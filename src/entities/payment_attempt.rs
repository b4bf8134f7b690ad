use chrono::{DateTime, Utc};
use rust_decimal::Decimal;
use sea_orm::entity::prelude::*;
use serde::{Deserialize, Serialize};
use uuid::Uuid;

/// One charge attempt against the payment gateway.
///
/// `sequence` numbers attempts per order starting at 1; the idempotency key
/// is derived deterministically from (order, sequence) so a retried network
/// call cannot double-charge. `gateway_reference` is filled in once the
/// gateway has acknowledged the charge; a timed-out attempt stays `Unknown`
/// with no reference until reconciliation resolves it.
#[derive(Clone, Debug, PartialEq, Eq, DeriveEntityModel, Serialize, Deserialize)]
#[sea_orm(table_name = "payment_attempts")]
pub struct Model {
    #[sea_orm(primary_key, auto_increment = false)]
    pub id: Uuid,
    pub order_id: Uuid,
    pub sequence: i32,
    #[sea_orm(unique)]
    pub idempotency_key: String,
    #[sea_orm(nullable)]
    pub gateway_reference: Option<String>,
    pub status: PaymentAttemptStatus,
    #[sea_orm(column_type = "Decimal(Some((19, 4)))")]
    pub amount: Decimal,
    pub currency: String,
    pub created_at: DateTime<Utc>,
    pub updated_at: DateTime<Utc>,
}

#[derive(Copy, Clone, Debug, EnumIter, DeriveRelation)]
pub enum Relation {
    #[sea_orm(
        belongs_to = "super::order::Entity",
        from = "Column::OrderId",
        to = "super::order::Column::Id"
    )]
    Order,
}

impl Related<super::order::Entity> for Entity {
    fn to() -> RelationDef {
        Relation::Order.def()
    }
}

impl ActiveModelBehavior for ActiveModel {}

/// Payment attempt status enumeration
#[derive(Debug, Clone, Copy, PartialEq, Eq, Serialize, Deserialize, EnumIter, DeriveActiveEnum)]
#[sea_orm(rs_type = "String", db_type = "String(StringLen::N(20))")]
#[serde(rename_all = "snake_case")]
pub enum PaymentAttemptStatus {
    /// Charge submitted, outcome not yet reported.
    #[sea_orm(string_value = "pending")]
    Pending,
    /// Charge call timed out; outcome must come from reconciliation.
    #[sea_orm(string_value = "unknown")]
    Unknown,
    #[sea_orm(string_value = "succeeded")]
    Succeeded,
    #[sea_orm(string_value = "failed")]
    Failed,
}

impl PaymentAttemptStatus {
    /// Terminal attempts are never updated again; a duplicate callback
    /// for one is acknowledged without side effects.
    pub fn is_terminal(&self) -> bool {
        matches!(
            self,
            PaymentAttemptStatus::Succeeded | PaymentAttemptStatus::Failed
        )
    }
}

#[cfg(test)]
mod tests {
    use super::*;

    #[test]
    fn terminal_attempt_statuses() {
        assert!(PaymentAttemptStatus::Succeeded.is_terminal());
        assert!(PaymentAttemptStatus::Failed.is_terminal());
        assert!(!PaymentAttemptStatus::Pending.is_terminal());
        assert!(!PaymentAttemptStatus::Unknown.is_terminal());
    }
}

==

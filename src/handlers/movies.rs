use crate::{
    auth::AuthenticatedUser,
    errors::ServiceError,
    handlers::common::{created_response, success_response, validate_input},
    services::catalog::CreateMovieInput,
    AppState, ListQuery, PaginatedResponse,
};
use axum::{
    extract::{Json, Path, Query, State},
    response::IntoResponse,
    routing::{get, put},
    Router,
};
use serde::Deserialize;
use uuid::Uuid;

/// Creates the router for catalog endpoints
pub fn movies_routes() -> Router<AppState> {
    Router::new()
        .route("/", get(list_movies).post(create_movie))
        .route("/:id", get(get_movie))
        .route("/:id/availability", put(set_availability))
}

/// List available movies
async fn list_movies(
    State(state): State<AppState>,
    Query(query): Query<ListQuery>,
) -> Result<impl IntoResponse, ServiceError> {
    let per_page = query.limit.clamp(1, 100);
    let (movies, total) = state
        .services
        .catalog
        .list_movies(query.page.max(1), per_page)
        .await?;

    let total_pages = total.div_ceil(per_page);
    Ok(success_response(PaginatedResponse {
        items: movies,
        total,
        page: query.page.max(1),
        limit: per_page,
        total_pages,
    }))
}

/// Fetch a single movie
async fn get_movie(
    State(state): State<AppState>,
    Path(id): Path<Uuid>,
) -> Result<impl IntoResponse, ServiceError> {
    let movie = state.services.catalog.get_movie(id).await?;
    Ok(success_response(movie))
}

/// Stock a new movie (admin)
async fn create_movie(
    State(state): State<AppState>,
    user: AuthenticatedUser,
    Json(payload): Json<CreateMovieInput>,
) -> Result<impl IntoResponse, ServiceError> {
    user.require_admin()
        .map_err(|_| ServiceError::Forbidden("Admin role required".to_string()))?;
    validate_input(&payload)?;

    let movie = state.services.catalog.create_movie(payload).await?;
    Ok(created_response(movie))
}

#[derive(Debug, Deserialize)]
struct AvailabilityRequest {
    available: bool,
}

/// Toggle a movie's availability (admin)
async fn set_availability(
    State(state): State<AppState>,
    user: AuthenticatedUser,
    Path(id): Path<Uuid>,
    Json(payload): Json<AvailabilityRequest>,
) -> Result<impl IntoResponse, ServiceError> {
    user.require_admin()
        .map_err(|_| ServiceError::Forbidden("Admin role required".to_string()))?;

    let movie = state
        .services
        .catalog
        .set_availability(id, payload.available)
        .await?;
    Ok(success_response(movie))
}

...

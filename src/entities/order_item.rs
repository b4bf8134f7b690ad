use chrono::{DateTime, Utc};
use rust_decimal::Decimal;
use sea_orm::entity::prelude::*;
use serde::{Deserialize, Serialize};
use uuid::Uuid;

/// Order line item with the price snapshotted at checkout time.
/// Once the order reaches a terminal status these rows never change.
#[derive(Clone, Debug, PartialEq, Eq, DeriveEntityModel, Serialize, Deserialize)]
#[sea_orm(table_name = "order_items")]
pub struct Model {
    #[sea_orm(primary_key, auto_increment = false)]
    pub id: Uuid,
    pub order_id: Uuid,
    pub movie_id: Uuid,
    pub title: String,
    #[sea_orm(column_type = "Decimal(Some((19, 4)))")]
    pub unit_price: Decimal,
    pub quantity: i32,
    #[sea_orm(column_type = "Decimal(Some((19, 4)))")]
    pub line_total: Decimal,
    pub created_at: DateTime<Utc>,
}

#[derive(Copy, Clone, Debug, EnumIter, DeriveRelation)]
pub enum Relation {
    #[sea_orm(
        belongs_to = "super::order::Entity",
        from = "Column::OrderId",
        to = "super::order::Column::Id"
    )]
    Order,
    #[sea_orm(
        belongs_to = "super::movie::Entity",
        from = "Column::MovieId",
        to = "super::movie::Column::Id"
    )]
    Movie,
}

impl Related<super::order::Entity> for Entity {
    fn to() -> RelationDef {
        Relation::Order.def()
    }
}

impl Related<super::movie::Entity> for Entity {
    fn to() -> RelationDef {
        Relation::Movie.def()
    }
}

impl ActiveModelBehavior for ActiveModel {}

### WHAT YOU NEED TO DO
After reading the records above, say how many lines hold the string "reconciliation", using only a number.

### TASK ANSWER
2